Records for processing =>
*** Begin section ***

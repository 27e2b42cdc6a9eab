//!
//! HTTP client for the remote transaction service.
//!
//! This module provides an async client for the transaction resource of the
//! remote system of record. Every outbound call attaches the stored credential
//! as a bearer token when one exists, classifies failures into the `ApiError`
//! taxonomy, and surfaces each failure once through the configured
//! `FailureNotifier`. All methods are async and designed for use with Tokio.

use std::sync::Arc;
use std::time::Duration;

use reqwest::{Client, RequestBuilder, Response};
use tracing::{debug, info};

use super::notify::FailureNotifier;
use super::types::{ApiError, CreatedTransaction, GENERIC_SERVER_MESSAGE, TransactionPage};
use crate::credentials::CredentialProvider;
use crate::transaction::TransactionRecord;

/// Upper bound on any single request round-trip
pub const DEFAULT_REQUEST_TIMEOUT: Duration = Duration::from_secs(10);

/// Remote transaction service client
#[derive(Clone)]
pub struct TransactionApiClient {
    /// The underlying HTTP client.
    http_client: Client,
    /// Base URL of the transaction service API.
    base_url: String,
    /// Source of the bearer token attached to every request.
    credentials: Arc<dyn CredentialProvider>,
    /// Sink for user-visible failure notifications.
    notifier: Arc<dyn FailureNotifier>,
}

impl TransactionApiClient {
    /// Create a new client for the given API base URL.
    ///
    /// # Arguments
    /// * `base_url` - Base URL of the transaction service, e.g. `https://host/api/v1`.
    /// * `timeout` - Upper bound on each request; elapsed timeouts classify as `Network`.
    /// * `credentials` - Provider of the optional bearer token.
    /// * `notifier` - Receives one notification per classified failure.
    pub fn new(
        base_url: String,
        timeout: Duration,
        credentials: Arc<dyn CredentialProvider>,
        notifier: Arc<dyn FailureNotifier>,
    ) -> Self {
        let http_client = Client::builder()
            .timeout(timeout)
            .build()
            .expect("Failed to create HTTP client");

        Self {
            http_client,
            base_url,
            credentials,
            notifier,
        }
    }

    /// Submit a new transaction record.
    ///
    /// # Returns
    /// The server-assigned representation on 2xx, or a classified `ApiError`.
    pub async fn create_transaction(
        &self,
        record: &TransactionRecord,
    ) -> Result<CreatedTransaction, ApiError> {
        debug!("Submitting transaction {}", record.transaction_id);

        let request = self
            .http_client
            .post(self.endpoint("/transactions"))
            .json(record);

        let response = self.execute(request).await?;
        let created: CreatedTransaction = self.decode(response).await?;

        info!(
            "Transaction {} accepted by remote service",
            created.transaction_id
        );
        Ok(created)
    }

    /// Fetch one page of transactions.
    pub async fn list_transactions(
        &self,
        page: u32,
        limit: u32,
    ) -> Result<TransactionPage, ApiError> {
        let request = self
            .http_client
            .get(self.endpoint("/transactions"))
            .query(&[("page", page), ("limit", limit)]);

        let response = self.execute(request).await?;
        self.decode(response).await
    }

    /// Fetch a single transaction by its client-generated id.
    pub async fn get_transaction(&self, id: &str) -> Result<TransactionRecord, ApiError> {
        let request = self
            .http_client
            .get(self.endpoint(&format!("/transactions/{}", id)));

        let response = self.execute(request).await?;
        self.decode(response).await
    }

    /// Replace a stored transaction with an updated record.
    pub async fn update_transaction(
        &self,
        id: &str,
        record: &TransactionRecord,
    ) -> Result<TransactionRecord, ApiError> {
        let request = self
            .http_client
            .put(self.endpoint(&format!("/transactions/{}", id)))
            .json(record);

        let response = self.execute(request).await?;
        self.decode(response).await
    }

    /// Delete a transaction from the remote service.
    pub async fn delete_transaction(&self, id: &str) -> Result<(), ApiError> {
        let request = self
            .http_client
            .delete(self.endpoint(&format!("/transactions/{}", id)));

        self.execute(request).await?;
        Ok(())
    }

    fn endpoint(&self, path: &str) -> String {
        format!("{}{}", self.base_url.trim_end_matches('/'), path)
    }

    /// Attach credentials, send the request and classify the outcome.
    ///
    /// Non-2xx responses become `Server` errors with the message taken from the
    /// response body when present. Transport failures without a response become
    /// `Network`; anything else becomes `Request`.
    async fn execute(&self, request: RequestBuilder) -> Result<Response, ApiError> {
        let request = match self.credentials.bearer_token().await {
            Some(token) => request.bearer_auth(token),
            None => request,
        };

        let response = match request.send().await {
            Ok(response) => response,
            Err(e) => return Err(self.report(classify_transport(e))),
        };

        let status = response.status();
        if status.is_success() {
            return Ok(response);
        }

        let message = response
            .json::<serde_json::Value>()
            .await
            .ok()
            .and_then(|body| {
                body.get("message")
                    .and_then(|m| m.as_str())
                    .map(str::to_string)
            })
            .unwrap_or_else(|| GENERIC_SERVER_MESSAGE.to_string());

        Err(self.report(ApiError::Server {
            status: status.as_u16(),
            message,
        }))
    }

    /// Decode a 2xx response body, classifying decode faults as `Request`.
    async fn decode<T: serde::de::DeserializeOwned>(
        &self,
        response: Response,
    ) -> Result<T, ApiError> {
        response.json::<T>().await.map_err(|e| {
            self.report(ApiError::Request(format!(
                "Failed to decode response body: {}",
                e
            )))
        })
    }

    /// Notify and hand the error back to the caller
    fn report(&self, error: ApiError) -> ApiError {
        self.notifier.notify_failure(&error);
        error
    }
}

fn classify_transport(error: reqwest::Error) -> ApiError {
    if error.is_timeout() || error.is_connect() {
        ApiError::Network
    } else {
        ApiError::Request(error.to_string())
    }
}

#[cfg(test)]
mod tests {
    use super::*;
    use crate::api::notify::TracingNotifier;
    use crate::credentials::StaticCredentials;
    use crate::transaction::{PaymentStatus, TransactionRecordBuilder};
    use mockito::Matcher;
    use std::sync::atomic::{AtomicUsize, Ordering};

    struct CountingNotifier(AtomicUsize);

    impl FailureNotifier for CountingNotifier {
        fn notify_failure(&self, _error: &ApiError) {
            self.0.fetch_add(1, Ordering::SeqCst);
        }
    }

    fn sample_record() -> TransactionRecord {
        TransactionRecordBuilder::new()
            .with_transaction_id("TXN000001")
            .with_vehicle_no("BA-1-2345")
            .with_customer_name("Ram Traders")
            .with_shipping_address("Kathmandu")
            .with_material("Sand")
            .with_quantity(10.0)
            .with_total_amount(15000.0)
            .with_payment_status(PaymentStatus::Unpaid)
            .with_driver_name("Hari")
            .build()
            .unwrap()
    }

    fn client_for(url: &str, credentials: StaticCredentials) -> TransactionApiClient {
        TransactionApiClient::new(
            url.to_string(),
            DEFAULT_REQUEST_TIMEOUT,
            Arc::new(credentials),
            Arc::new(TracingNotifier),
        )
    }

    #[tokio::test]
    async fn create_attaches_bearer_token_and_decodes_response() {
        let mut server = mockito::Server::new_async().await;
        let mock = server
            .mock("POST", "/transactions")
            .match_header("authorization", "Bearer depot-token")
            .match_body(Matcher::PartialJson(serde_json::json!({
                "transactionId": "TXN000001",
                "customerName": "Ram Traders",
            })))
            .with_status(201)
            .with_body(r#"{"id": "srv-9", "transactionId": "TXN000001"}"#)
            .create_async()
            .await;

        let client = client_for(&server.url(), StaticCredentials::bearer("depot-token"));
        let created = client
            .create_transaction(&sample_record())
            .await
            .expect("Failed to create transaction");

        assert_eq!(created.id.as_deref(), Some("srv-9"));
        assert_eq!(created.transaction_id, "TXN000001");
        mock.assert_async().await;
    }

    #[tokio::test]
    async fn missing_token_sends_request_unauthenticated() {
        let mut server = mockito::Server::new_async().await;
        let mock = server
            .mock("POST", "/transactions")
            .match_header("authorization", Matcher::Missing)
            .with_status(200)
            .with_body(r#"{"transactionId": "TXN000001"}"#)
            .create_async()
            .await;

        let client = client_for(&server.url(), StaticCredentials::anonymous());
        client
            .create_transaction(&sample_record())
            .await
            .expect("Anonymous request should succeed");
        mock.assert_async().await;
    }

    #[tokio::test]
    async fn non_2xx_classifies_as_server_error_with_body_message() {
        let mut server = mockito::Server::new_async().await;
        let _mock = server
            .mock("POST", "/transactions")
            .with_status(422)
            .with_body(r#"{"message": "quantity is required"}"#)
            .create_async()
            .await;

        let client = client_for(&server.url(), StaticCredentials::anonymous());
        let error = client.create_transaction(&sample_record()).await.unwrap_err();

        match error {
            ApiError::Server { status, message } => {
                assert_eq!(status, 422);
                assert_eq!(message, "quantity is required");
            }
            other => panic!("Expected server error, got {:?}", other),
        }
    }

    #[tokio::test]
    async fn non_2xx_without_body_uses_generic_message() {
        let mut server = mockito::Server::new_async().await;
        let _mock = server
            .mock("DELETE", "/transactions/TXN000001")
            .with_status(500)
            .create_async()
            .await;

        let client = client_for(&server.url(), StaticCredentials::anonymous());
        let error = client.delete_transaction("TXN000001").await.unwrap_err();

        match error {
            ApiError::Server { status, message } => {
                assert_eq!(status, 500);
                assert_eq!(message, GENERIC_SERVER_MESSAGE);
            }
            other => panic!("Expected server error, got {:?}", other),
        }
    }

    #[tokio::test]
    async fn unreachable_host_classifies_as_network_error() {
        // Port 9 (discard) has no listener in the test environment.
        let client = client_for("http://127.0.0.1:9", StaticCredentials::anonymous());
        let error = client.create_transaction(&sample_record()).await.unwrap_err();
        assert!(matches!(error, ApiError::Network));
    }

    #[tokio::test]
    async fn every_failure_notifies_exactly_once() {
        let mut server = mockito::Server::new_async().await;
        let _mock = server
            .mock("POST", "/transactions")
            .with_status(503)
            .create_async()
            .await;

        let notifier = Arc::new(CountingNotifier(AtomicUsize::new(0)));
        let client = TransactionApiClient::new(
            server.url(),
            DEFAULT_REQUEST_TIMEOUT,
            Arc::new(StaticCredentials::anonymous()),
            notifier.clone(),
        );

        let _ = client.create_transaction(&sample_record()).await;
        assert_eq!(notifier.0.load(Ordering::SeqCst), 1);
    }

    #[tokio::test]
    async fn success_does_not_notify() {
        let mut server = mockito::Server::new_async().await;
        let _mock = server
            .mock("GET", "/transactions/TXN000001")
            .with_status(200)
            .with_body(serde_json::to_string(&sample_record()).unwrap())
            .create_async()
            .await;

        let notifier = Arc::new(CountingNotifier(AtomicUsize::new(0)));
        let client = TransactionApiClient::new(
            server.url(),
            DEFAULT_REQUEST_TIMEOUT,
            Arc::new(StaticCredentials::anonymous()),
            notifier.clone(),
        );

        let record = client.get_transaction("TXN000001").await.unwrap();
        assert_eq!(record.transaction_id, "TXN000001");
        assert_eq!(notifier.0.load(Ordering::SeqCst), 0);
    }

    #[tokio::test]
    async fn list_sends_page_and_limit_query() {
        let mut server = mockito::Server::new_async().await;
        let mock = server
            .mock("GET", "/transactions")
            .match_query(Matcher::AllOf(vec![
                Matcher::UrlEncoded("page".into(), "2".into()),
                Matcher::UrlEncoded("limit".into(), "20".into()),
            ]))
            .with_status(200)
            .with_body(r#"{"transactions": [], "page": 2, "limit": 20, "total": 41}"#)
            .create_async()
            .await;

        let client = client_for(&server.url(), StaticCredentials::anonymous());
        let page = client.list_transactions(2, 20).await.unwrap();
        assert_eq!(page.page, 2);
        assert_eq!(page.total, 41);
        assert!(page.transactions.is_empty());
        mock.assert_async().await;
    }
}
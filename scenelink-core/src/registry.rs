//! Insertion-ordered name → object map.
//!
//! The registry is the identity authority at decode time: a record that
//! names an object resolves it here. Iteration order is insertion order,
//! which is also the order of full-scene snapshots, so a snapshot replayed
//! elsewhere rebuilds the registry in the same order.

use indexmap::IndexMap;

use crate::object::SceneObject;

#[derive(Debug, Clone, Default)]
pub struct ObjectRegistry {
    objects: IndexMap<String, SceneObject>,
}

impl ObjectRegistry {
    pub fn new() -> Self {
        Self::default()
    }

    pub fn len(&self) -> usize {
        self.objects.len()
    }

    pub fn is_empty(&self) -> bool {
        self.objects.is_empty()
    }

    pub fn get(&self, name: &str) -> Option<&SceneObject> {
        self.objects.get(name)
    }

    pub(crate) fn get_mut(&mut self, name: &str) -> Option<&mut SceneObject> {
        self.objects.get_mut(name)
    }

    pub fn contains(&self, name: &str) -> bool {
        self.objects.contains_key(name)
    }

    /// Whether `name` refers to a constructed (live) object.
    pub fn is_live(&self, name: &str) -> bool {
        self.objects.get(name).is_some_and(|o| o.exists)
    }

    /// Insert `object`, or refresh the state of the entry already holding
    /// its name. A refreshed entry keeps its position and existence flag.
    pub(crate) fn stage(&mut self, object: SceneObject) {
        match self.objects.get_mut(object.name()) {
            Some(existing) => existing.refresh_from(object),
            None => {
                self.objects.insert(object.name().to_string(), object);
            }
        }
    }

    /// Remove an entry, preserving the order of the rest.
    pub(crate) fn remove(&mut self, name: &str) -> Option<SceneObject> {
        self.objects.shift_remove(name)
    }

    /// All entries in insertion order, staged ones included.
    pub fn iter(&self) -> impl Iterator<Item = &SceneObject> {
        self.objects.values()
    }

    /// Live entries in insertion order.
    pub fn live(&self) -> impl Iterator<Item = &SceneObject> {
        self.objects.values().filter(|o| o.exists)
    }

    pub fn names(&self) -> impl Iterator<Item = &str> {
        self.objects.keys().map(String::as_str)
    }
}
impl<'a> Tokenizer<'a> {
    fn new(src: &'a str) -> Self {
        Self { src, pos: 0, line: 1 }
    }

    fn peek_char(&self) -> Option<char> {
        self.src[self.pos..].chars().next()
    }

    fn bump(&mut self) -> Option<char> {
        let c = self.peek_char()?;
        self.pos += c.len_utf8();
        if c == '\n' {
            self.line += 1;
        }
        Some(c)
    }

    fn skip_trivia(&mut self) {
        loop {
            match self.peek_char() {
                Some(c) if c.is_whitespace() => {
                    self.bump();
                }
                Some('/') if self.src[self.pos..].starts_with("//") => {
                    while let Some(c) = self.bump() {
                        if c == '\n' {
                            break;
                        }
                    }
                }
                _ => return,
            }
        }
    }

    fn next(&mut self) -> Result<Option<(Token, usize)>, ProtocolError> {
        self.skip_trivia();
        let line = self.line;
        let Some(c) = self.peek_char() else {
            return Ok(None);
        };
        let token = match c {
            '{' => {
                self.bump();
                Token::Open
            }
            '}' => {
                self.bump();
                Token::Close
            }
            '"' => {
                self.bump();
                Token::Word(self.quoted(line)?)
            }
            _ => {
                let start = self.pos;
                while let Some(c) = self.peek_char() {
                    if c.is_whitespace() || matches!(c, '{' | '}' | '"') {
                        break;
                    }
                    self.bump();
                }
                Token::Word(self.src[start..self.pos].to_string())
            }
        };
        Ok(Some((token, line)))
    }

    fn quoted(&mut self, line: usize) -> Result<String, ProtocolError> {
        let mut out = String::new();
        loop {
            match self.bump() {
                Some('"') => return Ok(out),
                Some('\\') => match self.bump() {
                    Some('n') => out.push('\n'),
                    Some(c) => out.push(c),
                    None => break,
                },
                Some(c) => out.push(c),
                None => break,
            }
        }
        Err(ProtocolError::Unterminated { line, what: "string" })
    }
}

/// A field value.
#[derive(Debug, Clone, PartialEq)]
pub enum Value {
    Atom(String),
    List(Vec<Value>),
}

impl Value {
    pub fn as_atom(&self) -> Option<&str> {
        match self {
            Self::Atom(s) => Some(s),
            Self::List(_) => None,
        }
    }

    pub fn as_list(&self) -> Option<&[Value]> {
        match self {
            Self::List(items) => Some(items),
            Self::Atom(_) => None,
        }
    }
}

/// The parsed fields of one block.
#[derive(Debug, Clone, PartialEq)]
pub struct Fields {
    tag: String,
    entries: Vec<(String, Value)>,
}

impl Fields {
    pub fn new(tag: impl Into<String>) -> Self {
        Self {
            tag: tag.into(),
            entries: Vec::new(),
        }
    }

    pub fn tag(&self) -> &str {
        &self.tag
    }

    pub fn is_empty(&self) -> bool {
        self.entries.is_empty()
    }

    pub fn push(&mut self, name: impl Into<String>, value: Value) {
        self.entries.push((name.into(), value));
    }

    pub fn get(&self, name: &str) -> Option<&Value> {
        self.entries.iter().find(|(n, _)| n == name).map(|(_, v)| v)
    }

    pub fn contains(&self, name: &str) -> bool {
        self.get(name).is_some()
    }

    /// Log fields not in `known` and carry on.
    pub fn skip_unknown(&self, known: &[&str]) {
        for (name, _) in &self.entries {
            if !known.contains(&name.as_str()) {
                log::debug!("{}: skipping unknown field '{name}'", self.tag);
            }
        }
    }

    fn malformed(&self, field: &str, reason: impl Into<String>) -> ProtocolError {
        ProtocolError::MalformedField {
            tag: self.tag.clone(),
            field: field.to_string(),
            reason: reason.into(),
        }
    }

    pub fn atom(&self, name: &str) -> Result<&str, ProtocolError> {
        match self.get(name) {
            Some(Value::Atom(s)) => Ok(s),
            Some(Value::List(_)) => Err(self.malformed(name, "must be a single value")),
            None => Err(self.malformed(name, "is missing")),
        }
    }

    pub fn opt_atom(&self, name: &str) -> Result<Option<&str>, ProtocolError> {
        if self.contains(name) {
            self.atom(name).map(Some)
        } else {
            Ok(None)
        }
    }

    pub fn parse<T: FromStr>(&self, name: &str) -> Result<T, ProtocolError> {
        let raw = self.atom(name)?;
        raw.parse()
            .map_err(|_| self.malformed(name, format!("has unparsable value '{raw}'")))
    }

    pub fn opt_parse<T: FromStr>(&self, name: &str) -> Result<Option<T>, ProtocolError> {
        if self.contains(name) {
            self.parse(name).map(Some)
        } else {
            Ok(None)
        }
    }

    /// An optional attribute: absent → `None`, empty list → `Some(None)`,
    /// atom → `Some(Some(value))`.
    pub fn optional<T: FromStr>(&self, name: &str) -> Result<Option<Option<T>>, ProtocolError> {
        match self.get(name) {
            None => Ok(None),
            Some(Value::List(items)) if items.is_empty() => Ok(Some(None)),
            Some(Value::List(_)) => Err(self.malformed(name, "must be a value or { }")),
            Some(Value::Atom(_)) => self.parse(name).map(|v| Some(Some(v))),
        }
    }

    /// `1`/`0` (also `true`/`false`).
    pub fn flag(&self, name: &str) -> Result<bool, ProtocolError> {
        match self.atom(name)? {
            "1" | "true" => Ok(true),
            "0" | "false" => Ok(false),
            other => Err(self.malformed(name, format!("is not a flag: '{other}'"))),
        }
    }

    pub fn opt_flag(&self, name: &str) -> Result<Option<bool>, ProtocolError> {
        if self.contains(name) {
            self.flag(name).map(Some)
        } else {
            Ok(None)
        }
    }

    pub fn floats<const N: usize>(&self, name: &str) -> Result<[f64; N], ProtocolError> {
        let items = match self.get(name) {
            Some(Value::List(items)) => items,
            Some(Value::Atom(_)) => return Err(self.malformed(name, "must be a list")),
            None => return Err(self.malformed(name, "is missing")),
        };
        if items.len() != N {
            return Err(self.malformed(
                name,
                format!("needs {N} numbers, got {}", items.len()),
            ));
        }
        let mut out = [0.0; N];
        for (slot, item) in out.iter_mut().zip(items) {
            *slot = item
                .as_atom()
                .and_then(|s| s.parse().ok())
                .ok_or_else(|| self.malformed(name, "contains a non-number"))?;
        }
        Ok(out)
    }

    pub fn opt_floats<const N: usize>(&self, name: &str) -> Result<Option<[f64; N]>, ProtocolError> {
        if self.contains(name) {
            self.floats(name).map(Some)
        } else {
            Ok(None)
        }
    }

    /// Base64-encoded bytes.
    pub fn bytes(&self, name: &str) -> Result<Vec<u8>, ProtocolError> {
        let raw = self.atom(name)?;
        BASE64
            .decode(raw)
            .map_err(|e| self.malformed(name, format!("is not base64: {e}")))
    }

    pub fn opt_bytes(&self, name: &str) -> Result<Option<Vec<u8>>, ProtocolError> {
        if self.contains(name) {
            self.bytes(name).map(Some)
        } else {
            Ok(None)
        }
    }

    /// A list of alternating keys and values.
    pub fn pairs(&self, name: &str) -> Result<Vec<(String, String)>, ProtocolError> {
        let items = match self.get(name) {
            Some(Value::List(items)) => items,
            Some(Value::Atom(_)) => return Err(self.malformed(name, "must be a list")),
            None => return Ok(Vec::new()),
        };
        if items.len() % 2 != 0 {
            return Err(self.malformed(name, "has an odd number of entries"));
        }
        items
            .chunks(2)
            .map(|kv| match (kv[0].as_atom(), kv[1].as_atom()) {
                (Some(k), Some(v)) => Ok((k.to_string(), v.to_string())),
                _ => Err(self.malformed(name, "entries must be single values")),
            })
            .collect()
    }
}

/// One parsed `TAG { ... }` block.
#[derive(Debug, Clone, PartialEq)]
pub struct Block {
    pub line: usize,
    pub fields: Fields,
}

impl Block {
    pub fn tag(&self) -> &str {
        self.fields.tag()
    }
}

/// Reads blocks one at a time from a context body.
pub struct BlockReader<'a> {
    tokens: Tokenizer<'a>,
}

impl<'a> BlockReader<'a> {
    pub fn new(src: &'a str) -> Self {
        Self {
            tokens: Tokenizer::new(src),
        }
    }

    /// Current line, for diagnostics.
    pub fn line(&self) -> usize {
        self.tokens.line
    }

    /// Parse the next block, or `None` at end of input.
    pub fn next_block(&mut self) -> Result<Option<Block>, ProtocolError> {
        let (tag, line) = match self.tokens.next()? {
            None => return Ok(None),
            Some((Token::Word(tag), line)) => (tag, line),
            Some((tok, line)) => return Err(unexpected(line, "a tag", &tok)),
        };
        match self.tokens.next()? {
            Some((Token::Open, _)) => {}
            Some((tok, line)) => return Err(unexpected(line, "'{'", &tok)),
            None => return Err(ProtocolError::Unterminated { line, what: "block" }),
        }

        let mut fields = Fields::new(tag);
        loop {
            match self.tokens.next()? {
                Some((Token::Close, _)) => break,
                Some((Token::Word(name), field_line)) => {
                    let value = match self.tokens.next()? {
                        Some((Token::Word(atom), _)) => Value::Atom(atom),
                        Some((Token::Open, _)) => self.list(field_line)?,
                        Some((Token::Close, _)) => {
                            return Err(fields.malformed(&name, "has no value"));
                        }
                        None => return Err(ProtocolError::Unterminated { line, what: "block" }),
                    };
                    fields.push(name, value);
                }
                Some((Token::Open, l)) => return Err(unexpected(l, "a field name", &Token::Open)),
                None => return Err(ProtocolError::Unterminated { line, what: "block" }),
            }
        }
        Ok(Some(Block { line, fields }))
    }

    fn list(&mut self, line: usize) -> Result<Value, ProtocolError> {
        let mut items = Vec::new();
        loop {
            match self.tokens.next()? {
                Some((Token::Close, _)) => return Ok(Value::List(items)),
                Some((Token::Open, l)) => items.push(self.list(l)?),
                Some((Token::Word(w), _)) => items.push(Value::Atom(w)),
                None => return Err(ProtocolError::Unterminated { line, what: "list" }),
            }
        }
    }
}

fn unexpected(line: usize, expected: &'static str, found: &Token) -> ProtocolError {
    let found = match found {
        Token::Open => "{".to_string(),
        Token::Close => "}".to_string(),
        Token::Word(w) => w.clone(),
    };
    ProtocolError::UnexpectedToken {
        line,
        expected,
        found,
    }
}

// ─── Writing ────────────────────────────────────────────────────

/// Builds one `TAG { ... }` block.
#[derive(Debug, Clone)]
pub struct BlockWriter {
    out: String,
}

*** End section ***

Work task => Look back at the data above. Transcribe exactly the lines starting at the line that contains "use crate::object::SceneObject;" and ending at the line that contains "self.objects.len()".

Written reply =>
use crate::object::SceneObject;

#[derive(Debug, Clone, Default)]
pub struct ObjectRegistry {
    objects: IndexMap<String, SceneObject>,
}

impl ObjectRegistry {
    pub fn new() -> Self {
        Self::default()
    }

    pub fn len(&self) -> usize {
        self.objects.len()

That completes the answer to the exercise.